O secretário-geral da ONU condenou "veementemente a mudança inconstitucional" de Governo no Níger, afirmou o porta-voz de António Guterres, na quarta-feira, depois de militares anunciarem o derrube do presidente, Mohamed Bazoum.
O secretário-geral da ONU condenou "veementemente a mudança inconstitucional" de Governo no Níger, afirmou o porta-voz de António Guterres, na quarta-feira, depois de militares anunciarem o derrube do Presidente, Mohamed Bazoum.
Guterres está "profundamente perturbado" com a detenção de Bazoum, por membros da guarda presidencial, afirmou o porta-voz Stéphane Dujarric num comunicado.
"O secretário-geral apela à cessação imediata de todas as ações que minam os princípios democráticos no Níger", acrescentou.
A Casa Branca também já reagiu e condena os esforços para tomar o poder pela força. O presidente Mohamed Bazoum e o chefe da diplomacia nigerina, Hassoumi Massoudou, rejeitaram entretanto o golpe de Estado, sustentando em mensagens separadas que continuam a representar as autoridades legítimas do país.
O secretário de Estado norte-americano, Antony Blinken, falou com o presidente Bazoum a quem “transmitiu o apoio inabalável dos Estados Unidos a forte parceria económica e de segurança dos EUA com o Níger depende da continuação da governação democrática e do respeito pelo Estado de direito e pelos Direitos Humanos".
Blinken, que está na Nova Zelândia, apelou ainda à “libertação imediata de Bazoum”.
“Condenamos todos os esforços para tomar o poder pela força. Estamos ativamente empenhados com o Governo do Níger, mas também com os parceiros na região. Continuaremos a fazê-lo até que a situação seja resolvida de forma adequada e pacífica”.
As Forças Armadas do Níger têm recebido formação e apoio logístico dos EUA e da França, que têm bases militares no país.

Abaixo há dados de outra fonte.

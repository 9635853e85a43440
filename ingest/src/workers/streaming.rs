use std::sync::Arc;
use std::time::Duration;

use chrono::Utc;
use serde_json::Value;
use tokio::task::JoinHandle;
use tracing::{error, info, warn};

use crate::cache::EventsCache;
use crate::concurrency::ShutdownRx;
use crate::error::ErrorKind;
use crate::fallback::AsyncLogger;
use crate::queue::{PersistentQueue, QueuedEvent};
use crate::schema::Processor;
use crate::sink::Storage;
use crate::types::FailedEvent;

/// Delay before a transiently failed event is retried.
pub const RETRY_DELAY: Duration = Duration::from_secs(20);

/// One driver task per streaming destination.
///
/// Drains the destination's persistent queue, routes each event through the
/// processor, ensures the table and inserts. Transient insert failures are
/// re-enqueued with [`RETRY_DELAY`]; everything else goes to the fallback
/// log. Per-event state machine:
/// `Dequeued -> Processed -> Ensured -> Inserted`, with failure transitions
/// `Processed -> Skipped | Fallback` and `Inserted-fail -> Requeued | Fallback`.
pub struct StreamingWorker {
    queue: Arc<PersistentQueue>,
    processor: Arc<Processor>,
    storage: Arc<dyn Storage>,
    cache: Arc<EventsCache>,
    archive_logger: Arc<AsyncLogger>,
    shutdown: ShutdownRx,
    suppress_skip_warnings: bool,
}

impl StreamingWorker {
    pub fn new(
        queue: Arc<PersistentQueue>,
        processor: Arc<Processor>,
        storage: Arc<dyn Storage>,
        cache: Arc<EventsCache>,
        archive_logger: Arc<AsyncLogger>,
        shutdown: ShutdownRx,
    ) -> Self {
        Self {
            queue,
            processor,
            storage,
            cache,
            archive_logger,
            shutdown,
            suppress_skip_warnings: false,
        }
    }

    pub fn suppress_skip_warnings(mut self) -> Self {
        self.suppress_skip_warnings = true;
        self
    }

    /// Spawns the worker loop.
    pub fn start(self) -> JoinHandle<()> {
        tokio::spawn(self.run())
    }

    async fn run(mut self) {
        let destination_id = self.storage.id().to_owned();
        info!(destination = %destination_id, "streaming worker started");

        loop {
            if self.storage.is_staging() {
                break;
            }
            if *self.shutdown.borrow() {
                break;
            }

            let record = tokio::select! {
                record = self.queue.dequeue_block() => record,
                _ = self.shutdown.changed() => continue,
            };

            let record = match record {
                Ok(record) => record,
                Err(err) if err.kind() == ErrorKind::QueueClosed => {
                    // Expected during shutdown; anything else is reported.
                    if !*self.shutdown.borrow() {
                        error!(destination = %destination_id, error = %err, "queue closed unexpectedly");
                    }
                    break;
                }
                Err(err) => {
                    error!(destination = %destination_id, error = %err, "error reading event from queue");
                    continue;
                }
            };

            self.handle(&destination_id, record).await;
        }

        info!(destination = %destination_id, "streaming worker stopped");
    }

    async fn handle(&self, destination_id: &str, record: QueuedEvent) {
        let QueuedEvent {
            payload: event,
            not_before,
            token_id,
        } = record;

        // Retried events wait out their delay at the tail of the queue.
        if let Some(not_before) = not_before {
            let now = Utc::now();
            if now < not_before {
                if let Err(err) = self.queue.consume_timed(event, not_before, &token_id) {
                    error!(destination = %destination_id, error = %err, "failed to re-enqueue delayed event");
                }
                // Avoid spinning when only delayed events remain.
                let remaining = (not_before - now)
                    .to_std()
                    .unwrap_or(Duration::ZERO)
                    .min(Duration::from_secs(1));
                tokio::time::sleep(remaining).await;
                return;
            }
        }

        let event_id = event.event_id();

        let (header, row) = match self.processor.process_event(event.clone()) {
            Ok(processed) => processed,
            Err(err) if err.kind() == ErrorKind::SkipObject => {
                if !self.suppress_skip_warnings {
                    warn!(destination = %destination_id, event_id = %event_id, "{err}");
                }
                metrics::counter!("ingest_events_skipped_total", "destination" => destination_id.to_owned())
                    .increment(1);
                self.cache.error(destination_id, &event_id, &err);
                return;
            }
            Err(err) => {
                error!(
                    destination = %destination_id,
                    event_id = %event_id,
                    error = %err,
                    "unable to process event"
                );
                metrics::counter!("ingest_events_errors_total", "destination" => destination_id.to_owned(), "token" => token_id.clone())
                    .increment(1);
                self.storage.fallback(&[FailedEvent::new(&event, &err)]).await;
                self.cache.error(destination_id, &event_id, &err);
                return;
            }
        };

        // Post-enrichment empty objects are dropped silently.
        if !header.exists() {
            return;
        }

        if let Err(err) = self.storage.insert(&header, row.clone()).await {
            error!(
                destination = %destination_id,
                table = %header.table_name,
                event_id = %event_id,
                error = %err,
                "error inserting event"
            );

            if err.is_transient() {
                let retry_at = Utc::now() + chrono::Duration::seconds(RETRY_DELAY.as_secs() as i64);
                if let Err(requeue_err) = self.queue.consume_timed(event, retry_at, &token_id) {
                    error!(destination = %destination_id, error = %requeue_err, "failed to requeue event");
                }
            } else {
                self.storage
                    .fallback(&[FailedEvent {
                        event: Value::Object(event.as_map().clone()),
                        error: err.to_string(),
                        event_id: row.event_id(),
                    }])
                    .await;
            }

            metrics::counter!("ingest_events_errors_total", "destination" => destination_id.to_owned(), "token" => token_id.clone())
                .increment(1);
            self.cache.error(destination_id, &event_id, &err);
            return;
        }

        metrics::counter!("ingest_events_success_total", "destination" => destination_id.to_owned(), "token" => token_id)
            .increment(1);
        self.cache.succeed(
            destination_id,
            &event_id,
            Value::Object(row.as_map().clone()),
            &header.table_name,
        );
        self.archive_logger
            .consume(Value::Object(event.as_map().clone()))
            .await;
    }
}

#[cfg(test)]
mod tests {
    use super::*;
    use crate::concurrency::create_shutdown;
    use crate::logfiles::RotatingWriter;
    use crate::schema::{FieldMapper, Flattener, TableNameTemplate, TypeResolver};
    use crate::test_utils::{MockStorage, permanent_error, transient_error};
    use serde_json::json;

    fn processor() -> Arc<Processor> {
        Arc::new(Processor::new(
            "dst",
            TableNameTemplate::parse(Some("events")).unwrap(),
            FieldMapper::identity(),
            Vec::new(),
            Flattener::Full,
            TypeResolver::Full,
            false,
            0,
        ))
    }

    fn archive_logger(dir: &std::path::Path) -> Arc<AsyncLogger> {
        let writer =
            RotatingWriter::new(dir, Duration::from_secs(3600), 0, |_| "archive.log".to_owned())
                .unwrap();
        Arc::new(AsyncLogger::new(writer, 64))
    }

    fn event(id: &str, extra: serde_json::Value) -> crate::types::Event {
        let mut map = extra.as_object().unwrap().clone();
        map.insert("eventn_ctx".into(), json!({"event_id": id}));
        crate::types::Event::new(map)
    }

    struct Fixture {
        queue: Arc<PersistentQueue>,
        storage: Arc<MockStorage>,
        cache: Arc<EventsCache>,
        shutdown_tx: crate::concurrency::ShutdownTx,
        handle: JoinHandle<()>,
        _dir: tempfile::TempDir,
    }

    fn fixture() -> Fixture {
        let dir = tempfile::tempdir().unwrap();
        let queue = PersistentQueue::open(dir.path(), "dst").unwrap();
        let storage = Arc::new(MockStorage::new("dst"));
        let cache = Arc::new(EventsCache::default());
        let (shutdown_tx, shutdown_rx) = create_shutdown();

        let worker = StreamingWorker::new(
            Arc::clone(&queue),
            processor(),
            Arc::clone(&storage) as Arc<dyn Storage>,
            Arc::clone(&cache),
            archive_logger(dir.path()),
            shutdown_rx,
        );
        let handle = worker.start();

        Fixture {
            queue,
            storage,
            cache,
            shutdown_tx,
            handle,
            _dir: dir,
        }
    }

    async fn wait_until(mut check: impl FnMut() -> bool) {
        for _ in 0..200 {
            if check() {
                return;
            }
            tokio::time::sleep(Duration::from_millis(10)).await;
        }
        panic!("condition never became true");
    }

    async fn stop(fixture: Fixture) {
        fixture.shutdown_tx.send(true).unwrap();
        fixture.queue.close();
        fixture.handle.await.unwrap();
    }

    #[tokio::test]
    async fn inserts_processed_events() {
        let f = fixture();

        f.queue
            .enqueue(event("e1", json!({"v": 1})), "tok")
            .unwrap();

        wait_until(|| !f.storage.inserted().is_empty()).await;
        let inserted = f.storage.inserted();
        assert_eq!(inserted[0].0, "events");
        assert_eq!(inserted[0].1.event_id(), "e1");

        let cached = f.cache.get_n("dst", 1);
        assert_eq!(cached[0].event_id, "e1");
        assert!(cached[0].error.is_none());

        stop(f).await;
    }

    #[tokio::test]
    async fn transient_failure_requeues_without_fallback() {
        let f = fixture();
        f.storage.fail_next_insert(transient_error());

        f.queue
            .enqueue(event("e1", json!({"v": 1})), "tok")
            .unwrap();

        // The event is retried after its delay; with the scripted error
        // consumed, the retry succeeds. The retry delay is 20s of wall
        // time, so only assert the requeue happened: queue non-empty or
        // insert done.
        wait_until(|| f.queue.len() > 0 || !f.storage.inserted().is_empty()).await;
        assert!(f.storage.fallback_events().is_empty());

        stop(f).await;
    }

    #[tokio::test]
    async fn permanent_failure_goes_to_fallback() {
        let f = fixture();
        f.storage.fail_next_insert(permanent_error());

        f.queue
            .enqueue(event("e1", json!({"v": 1})), "tok")
            .unwrap();

        wait_until(|| !f.storage.fallback_events().is_empty()).await;
        let failed = f.storage.fallback_events();
        assert_eq!(failed.len(), 1);
        assert_eq!(failed[0].event_id, "e1");
        assert!(failed[0].error.contains("syntax error"));

        let cached = f.cache.get_n("dst", 1);
        assert_eq!(cached[0].error.as_deref().map(|e| e.contains("syntax error")), Some(true));

        stop(f).await;
    }

    #[tokio::test]
    async fn events_without_id_are_skipped_not_failed() {
        let f = fixture();

        f.queue
            .enqueue(crate::types::Event::new(json!({"v": 1}).as_object().unwrap().clone()), "tok")
            .unwrap();
        f.queue
            .enqueue(event("e2", json!({"v": 2})), "tok")
            .unwrap();

        wait_until(|| !f.storage.inserted().is_empty()).await;
        assert!(f.storage.fallback_events().is_empty());
        assert_eq!(f.storage.inserted().len(), 1);

        stop(f).await;
    }

    #[tokio::test]
    async fn shutdown_stops_the_worker() {
        let f = fixture();
        f.shutdown_tx.send(true).unwrap();
        f.queue.close();
        f.handle.await.unwrap();
    }
}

“Acontecimentos desagradáveis”
Bola Tinubu, presidente da Nigéria, país que preside atualmente à Comunidade Económica dos Estados da África Ocidental (CEDEAO), classificou a tentativa de golpe como “acontecimentos desagradáveis” e acrescentou que estava “em contactos” com outros líderes da região sobre a situação.
"A liderança da CEDEAO não aceitará qualquer ação que impeça o bom funcionamento da autoridade legítima no Níger ou em qualquer parte da África Ocidental. Faremos tudo o que estiver ao nosso alcance para garantir que a democracia seja firmemente plantada, alimentada, bem enraizada e prospere na nossa região", afirmou em comunicado.Mohamed Bazoum detido pela guarda presidencial
O presidente do Níger, Mohamed Bazoum, foi detido na quarta-feira de manhã por membros da guarda presidencial, na sequência do fracasso das conversações sobre pontos que permanecem desconhecidos.
Militares do Níger afirmaram ter derrubado o regime de Bazoum, através de um comunicado lido na televisão nacional em Niamey, capital do país africano, em nome de um Conselho Nacional para a Salvaguarda da Pátria (CNSP).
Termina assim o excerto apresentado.